You unlike me are young and can find happiness with someone who deserves you. The majority of waywards never change. They just get better at hiding it. There is some truth to the quote of Once a cheater, always a cheater. Get your degree and get as far away from him as possible.
(((HUGS)))
XWH#2-No longer my monkey Divorced 8/15, Now married to a wonderful man.
"A person is either an asset or a lesson"
"Changing who you are with does not change who you are"

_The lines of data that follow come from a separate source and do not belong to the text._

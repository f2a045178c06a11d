//! The library code for the `sitegen` static site generator. A build can be
//! broken down into two distinct steps:
//!
//! 1. Processing every source document on its own ([`crate::build`]): its
//!    front matter is parsed ([`crate::frontmatter`]), its body rendered to
//!    HTML ([`crate::markdown`]), a [`crate::page::Page`] derived with its
//!    canonical and AMP URLs ([`crate::urls`]), and the page templated and
//!    written to disk ([`crate::template`], [`crate::write`]).
//! 2. Aggregating what the first step left behind: the index page of every
//!    posts section, the Atom feed ([`crate::feed`]), and the sitemap
//!    ([`crate::sitemap`]).
//!
//! The first step runs on a worker pool. Each document reports its own
//! failure, so one broken document doesn't stop the rest of the site from
//! being built. The second step only starts once every document is done.

#![cfg_attr(feature = "fail-on-warnings", deny(warnings))]

pub mod build;
pub mod config;
pub mod feed;
pub mod frontmatter;
pub mod markdown;
pub mod page;
pub mod sitemap;
pub mod template;
pub mod urls;
pub mod value;
pub mod write;
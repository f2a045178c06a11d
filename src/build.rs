//! Exports the [`build_site`] function which stitches together the high-level
//! steps of building the output static site:
//!
//! 1. Walking the source tree and sorting files into documents, templates,
//!    and static files.
//! 2. Loading every template. Nothing is processed until this succeeds.
//! 3. Processing every document (front matter, Markdown, page derivation,
//!    templating) and copying every static file, in parallel. Each unit of
//!    work returns its own outcome; a failed document never stops the others.
//! 4. Once all units are done: rendering the index of every posts section, the
//!    Atom feed, and the sitemap from the collected summaries and URLs.

use crate::config::{self, Config, Roots};
use crate::feed::{self, write_feed, FeedConfig};
use crate::frontmatter;
use crate::markdown;
use crate::page::{self, BlogPostSummary, Page, Role, Site};
use crate::sitemap::{Sitemap, SITEMAP_FILE};
use crate::template::{self, Dispatcher, Templates};
use crate::urls::FEED_FILE;
use crate::write::Output;
use log::{debug, error, info, warn};
use rayon::prelude::*;
use std::collections::BTreeMap;
use std::ffi::OsStr;
use std::fmt;
use std::fs::{self, File};
use std::io::{self, BufWriter};
use std::path::{Path, PathBuf};
use url::Url;
use walkdir::WalkDir;

const MARKDOWN_EXTENSION: &str = "md";
const INDEX_FILE: &str = "index.md";
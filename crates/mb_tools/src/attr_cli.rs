#![forbid(unsafe_code)]

use std::fs;

use mb_engines::fingerprint::{canonical_attribute_string, FingerprintGenerator};
use mb_engines::transport::decode_cookie_value;
use mb_engines::AttributionTransport;
use mb_kernel_contracts::attribution::{AttributionRecord, UtmParams};
use mb_kernel_contracts::fingerprint::{DeviceFingerprint, EnvironmentAttributes};
use mb_kernel_contracts::identity::{ResolvedIdentity, UserIdentifier};
use mb_kernel_contracts::transport::query_params;
use mb_kernel_contracts::UnixTimeMs;
use url::Url;

pub const USAGE: &str = "usage: mbattr <fingerprint <attributes.json> | validate-fp <fp> | parse-uid <uid> | decode-cookie <value> | handoff-url <base> <uid> <did> [key=value...]>";

pub fn execute_attr_command(args: &[String], now: UnixTimeMs) -> Result<String, String> {
    let subcommand = args.first().ok_or_else(|| USAGE.to_string())?;
    let rest = &args[1..];
    match subcommand.as_str() {
        "fingerprint" => {
            let path = require_arg(rest, 0, "attributes file")?;
            let raw = fs::read_to_string(path).map_err(|e| format!("failed to read {path}: {e}"))?;
            fingerprint_report(&raw)
        }
        "validate-fp" => {
            let raw = require_arg(rest, 0, "fingerprint")?;
            DeviceFingerprint::parse(raw)
                .map(|_| "VALID".to_string())
                .map_err(|e| format!("INVALID: {e}"))
        }
        "parse-uid" => {
            let raw = require_arg(rest, 0, "user id")?;
            let uid = UserIdentifier::parse(raw).map_err(|e| format!("INVALID: {e}"))?;
            let parts = uid.components();
            Ok([
                format!("source={}", parts.source),
                format!(
                    "minted_at={}",
                    parts.minted_at.map(|t| t.0.to_string()).unwrap_or_else(|| "-".to_string())
                ),
                format!("fingerprint_fragment={}", parts.fingerprint_fragment),
                format!("random={}", parts.random),
            ]
            .join("\n"))
        }
        "decode-cookie" => {
            let raw = require_arg(rest, 0, "cookie value")?;
            let cookie = decode_cookie_value(raw).map_err(|e| format!("failed to decode cookie: {e}"))?;
            Ok([
                format!("uid={}", cookie.uid),
                format!("did={}", cookie.did),
                format!("utm={}", cookie.utm.as_deref().unwrap_or("-")),
            ]
            .join("\n"))
        }
        "handoff-url" => handoff_url(rest, now),
        _ => Err(format!(
            "unknown subcommand: {subcommand}. expected one of: fingerprint, validate-fp, parse-uid, decode-cookie, handoff-url"
        )),
    }
}

fn require_arg<'a>(args: &'a [String], index: usize, what: &str) -> Result<&'a str, String> {
    args.get(index)
        .map(String::as_str)
        .ok_or_else(|| format!("missing {what}. {USAGE}"))
}

fn fingerprint_report(raw: &str) -> Result<String, String> {
    let attrs: EnvironmentAttributes =
        serde_json::from_str(raw).map_err(|e| format!("invalid attributes json: {e}"))?;
    Ok(format!(
        "fingerprint={}\ncanonical={}",
        FingerprintGenerator::from_attributes(&attrs),
        canonical_attribute_string(&attrs)
    ))
}

fn handoff_url(args: &[String], now: UnixTimeMs) -> Result<String, String> {
    let base = Url::parse(require_arg(args, 0, "base url")?).map_err(|e| format!("invalid base url: {e}"))?;
    let user_id = UserIdentifier::parse(require_arg(args, 1, "user id")?).map_err(|e| format!("invalid uid: {e}"))?;
    let device_id =
        DeviceFingerprint::parse(require_arg(args, 2, "device id")?).map_err(|e| format!("invalid did: {e}"))?;

    let mut pairs = Vec::new();
    for raw in &args[3.min(args.len())..] {
        let (key, value) = raw
            .split_once('=')
            .ok_or_else(|| format!("expected key=value, got '{raw}'"))?;
        pairs.push((key, value));
    }
    let find = |name: &str| {
        pairs
            .iter()
            .find(|(k, _)| *k == name)
            .map(|(_, v)| v.to_string())
    };
    let record = AttributionRecord {
        utm: UtmParams::from_pairs(pairs.iter().copied()),
        referrer: find(query_params::REFERRER),
        landing_page: find(query_params::LANDING_PAGE),
        captured_at: now,
        referral_code: find(query_params::REFERRAL),
        extension_id: find(query_params::EXTENSION_ID),
        version: find(query_params::VERSION),
        install_date: find(query_params::INSTALL_DATE),
        ..AttributionRecord::default()
    };
    let identity = ResolvedIdentity {
        local_fingerprint: device_id.clone(),
        user_id,
        device_id,
    };
    let payload = AttributionTransport::default()
        .snapshot(&identity, Some(&record), None, now)
        .map_err(|e| format!("invalid hand-off: {e}"))?;
    Ok(AttributionTransport::handoff_url(&base, &payload).to_string())
}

Weatherly ( member #18222) posted at 4:15 PM on Tuesday, December 3rd, 2013
You have on your screen that D-day was in 2011. Why would she be contacting "everyone" she has had sex with for over a 2 year period. Doesn't that seem odd? I might believe in the last year, but 2 years??? Are you sure there has been no other contact?
If I found out now I had HPV, I would have to go back 4 or 5 years at this point to tell anyone. Sure, my H could have given it to me, but when did he get it? We've been monogamous since we met, but, before that...I would tell people from long ago. I don't necessarily think that is odd.
But, his reactions to the e-mail, + the reaction to being confronted about it screams that he just doesn't get it. I'm sorry frigidfire.
Me-33 ,Two boys, 13 and 14
It will all be ok in the end. If it's not ok, it's not the end
Happily remarried to a wonderful man (Aussie). I think I found the right guy and the right finger this time.